# Best neighboorhood in Tokyo for families



## benshosh

We are a family of 4 (kids 10 and 7) who will soon be moving to Tokyo. 

I would be extremely grateful to get members advice on narrowing down neighborhoods in Tokyo that we could consider. Tokyo is so large and overwhelming, we’ve not been able to narrow down a particular area or neighborhood. 

Some important considerations:

1. Kids will be going to an International School (we’ve not yet selected one)
2. My work will be Chiyoda area and I prefer a short commute to work if possible
3. Would be nice to live in an area where some of the neighbors are also expats
4. I expect that the rental budget will probably be quite OK (I’m guessing 800,000/month). 

I really appreciate if you could point me in the right direction.

With kind regards,
Avi


----------



## larabell

Chiyoda covers a lot of ground and the optimal choice will probably depend on where your kids end up going to school. If your rental budget is close to accurate, you're probably better off starting somewhere in the middle of the city, so long as you don't mind the congestion and almost constant activity.

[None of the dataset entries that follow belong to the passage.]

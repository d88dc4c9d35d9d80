//! Runtime diagnostics
//!
//! Every error a script can provoke is a `RuntimeError`. They are reported to the
//! user through miette; none of them are retried. Defects in the runtime itself
//! (unbalanced frame pops and the like) are panics and never show up here.

use miette::Diagnostic;
use thiserror::Error;

use crate::types::DataType;

/// A value could not be converted to a requested data type
#[derive(Error, Debug, Diagnostic, Clone, PartialEq)]
pub enum CastError {
    #[error("a {from} cannot be cast to {to}")]
    #[diagnostic(code(runtime::cast::unsupported))]
    Unsupported { from: DataType, to: DataType },

    #[error("{value} cannot be cast to {to} without loss")]
    #[diagnostic(
        code(runtime::cast::lossy),
        help("round the value explicitly before narrowing it")
    )]
    Lossy { value: String, to: DataType },

    #[error("\"{text}\" is not a valid {to}")]
    #[diagnostic(code(runtime::cast::unparsable))]
    Unparsable { text: String, to: DataType },

    #[error("element {index} of the {from} cannot be cast to {to}")]
    #[diagnostic(code(runtime::cast::element))]
    Element {
        index: usize,
        from: DataType,
        to: DataType,
        #[source]
        cause: Box<CastError>,
    },
}

/// Error categories a script can trigger
#[derive(Debug, Clone, Copy, PartialEq, Eq)]
pub enum ErrorKind {
    Casting,
    Declaration,
    UnexpectedFlag,
    IllegalCall,
    IllegalReturn,
    IllegalCodeFormat,
    UnresolvedName,
    CallDepth,
}

/// Runtime diagnostic
#[derive(Error, Debug, Diagnostic, Clone, PartialEq)]
pub enum RuntimeError {
    // === Casting ===
    #[error(transparent)]
    #[diagnostic(transparent)]
    Casting(#[from] CastError),

    // === Declaration ===
    #[error("`{name}` is not a valid name")]
    #[diagnostic(
        code(runtime::declaration::invalid_name),
        help("names contain at least one letter and may not be a keyword, type or flag")
    )]
    InvalidName { name: String },

    #[error("`{name}` is already declared in scope {scope}")]
    #[diagnostic(code(runtime::declaration::redeclared))]
    Redeclaration { name: String, scope: String },

    #[error("`{name}` is reserved for loop counters and cannot be declared manually")]
    #[diagnostic(
        code(runtime::declaration::counter_name),
        help("the names i, j, k, l, m, n, o and p belong to counted loops")
    )]
    ReservedCounterName { name: String },

    #[error("trying to modify the {} `{name}`", modifier_word(.constant))]
    #[diagnostic(code(runtime::declaration::immutable))]
    FinalReassignment { name: String, constant: bool },

    #[error("passed a value of the wrong kind to `{function}` for parameter `{param}`")]
    #[diagnostic(code(runtime::declaration::argument))]
    WrongArgumentKind {
        function: String,
        param: String,
        #[source]
        cause: CastError,
    },

    #[error("`{flag}` is not a valid flag for {target}")]
    #[diagnostic(code(runtime::unexpected_flag))]
    UnexpectedFlag { flag: String, target: String },

    // === Calls ===
    #[error("`{function}` expects {expected} argument(s) but was called with {found}")]
    #[diagnostic(code(runtime::call::arity))]
    IllegalCall {
        function: String,
        expected: usize,
        found: usize,
    },

    #[error("`{name}` does not refer to a function")]
    #[diagnostic(code(runtime::call::not_callable))]
    NotCallable { name: String },

    #[error("`{function}` was defined to return a value of type {expected}, but returned nothing")]
    #[diagnostic(code(runtime::call::missing_return))]
    IllegalReturn { function: String, expected: DataType },

    #[error("`{function}` returned a value but does not specify a return type")]
    #[diagnostic(
        code(runtime::format::return_type),
        help("declare the return type with `-> <type>`")
    )]
    MissingReturnType { function: String },

    #[error("`{function}` specifies the return type {declared} but had no return value")]
    #[diagnostic(code(runtime::format::return_value))]
    MissingReturnValue { function: String, declared: DataType },

    #[error("calling `{function}` exceeds the maximum call depth of {limit}")]
    #[diagnostic(
        code(runtime::call::depth),
        help("check for unbounded recursion or raise `max_call_depth`")
    )]
    CallDepth { function: String, limit: usize },

    #[error("`{function}` is declared with {declared} parameter(s) but the native takes {expected}")]
    #[diagnostic(
        code(runtime::format::native_signature),
        help("a native declaration must list the same parameters as the native itself")
    )]
    NativeSignature {
        function: String,
        expected: usize,
        declared: usize,
    },

    #[error("`{keyword}` used outside of a loop")]
    #[diagnostic(code(runtime::format::stray_control))]
    StrayControl { keyword: &'static str },

    // === Lookup ===
    #[error("`{name}` does not exist")]
    #[diagnostic(
        code(runtime::unresolved_name),
        help("did you mean to declare this variable first?")
    )]
    UnresolvedName { name: String },

    #[error("line {line}: {error}")]
    #[diagnostic(code(runtime::located))]
    Located { line: u32, error: Box<RuntimeError> },
}

fn modifier_word(constant: &bool) -> &'static str {
    if *constant { "constant" } else { "final variable" }
}

impl RuntimeError {
    /// Category of this error, seen through any line information
    pub fn kind(&self) -> ErrorKind {
        match self {
            RuntimeError::Casting(_) => ErrorKind::Casting,
            RuntimeError::InvalidName { .. }
            | RuntimeError::Redeclaration { .. }
            | RuntimeError::ReservedCounterName { .. }
            | RuntimeError::FinalReassignment { .. }
            | RuntimeError::WrongArgumentKind { .. } => ErrorKind::Declaration,
            RuntimeError::UnexpectedFlag { .. } => ErrorKind::UnexpectedFlag,
            RuntimeError::IllegalCall { .. } | RuntimeError::NotCallable { .. } => {
                ErrorKind::IllegalCall
            }
            RuntimeError::IllegalReturn { .. } => ErrorKind::IllegalReturn,
            RuntimeError::MissingReturnType { .. }
            | RuntimeError::MissingReturnValue { .. }
            | RuntimeError::NativeSignature { .. }
            | RuntimeError::StrayControl { .. } => ErrorKind::IllegalCodeFormat,
            RuntimeError::CallDepth { .. } => ErrorKind::CallDepth,
            RuntimeError::UnresolvedName { .. } => ErrorKind::UnresolvedName,
            RuntimeError::Located { error, .. } => error.kind(),
        }
    }

    /// Attach the originating source line. The innermost line wins.
    pub fn at_line(self, line: u32) -> Self {
        match self {
            RuntimeError::Located { .. } => self,
            error => RuntimeError::Located {
                line,
                error: Box::new(error),
            },
        }
    }

    /// Source line, if one was attached
    pub fn line(&self) -> Option<u32> {
        match self {
            RuntimeError::Located { line, .. } => Some(*line),
            _ => None,
        }
    }

    /// The error without line information
    pub fn inner(&self) -> &RuntimeError {
        match self {
            RuntimeError::Located { error, .. } => error,
            error => error,
        }
    }
}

Roppongi, Hiroo, and Azabu-juban are the areas in Tokyo where you're most likely to find other high-end ex-pats living. There's also a number of International Schools around there (as a result of the heavy ex-pat population, obviously) but someone who has actually investigated schools might be able to provide actual names. I've also heard that Den-en-chofu is popular with ex-pats.

Can you find out the closest station(s) to your office? That might narrow things down. Getting to and from the center of Tokyo in rush hour is bad enough, you probably don't want to make it worse by having to change trains several times.

Just for the record, it seems a number of forum participants have ended up in Yokohama. It's not anywhere near the Chiyoda area but... I think Yokohama is nicer than the Chiyoda area, I know there are International Schools down there (you're more likely to get recommendations from that area on this forum, I'm guessing), and there are a couple of lines that can get you back-and-forth pretty quickly (maybe 30~40 minutes), depending on exactly where you live and work.


----------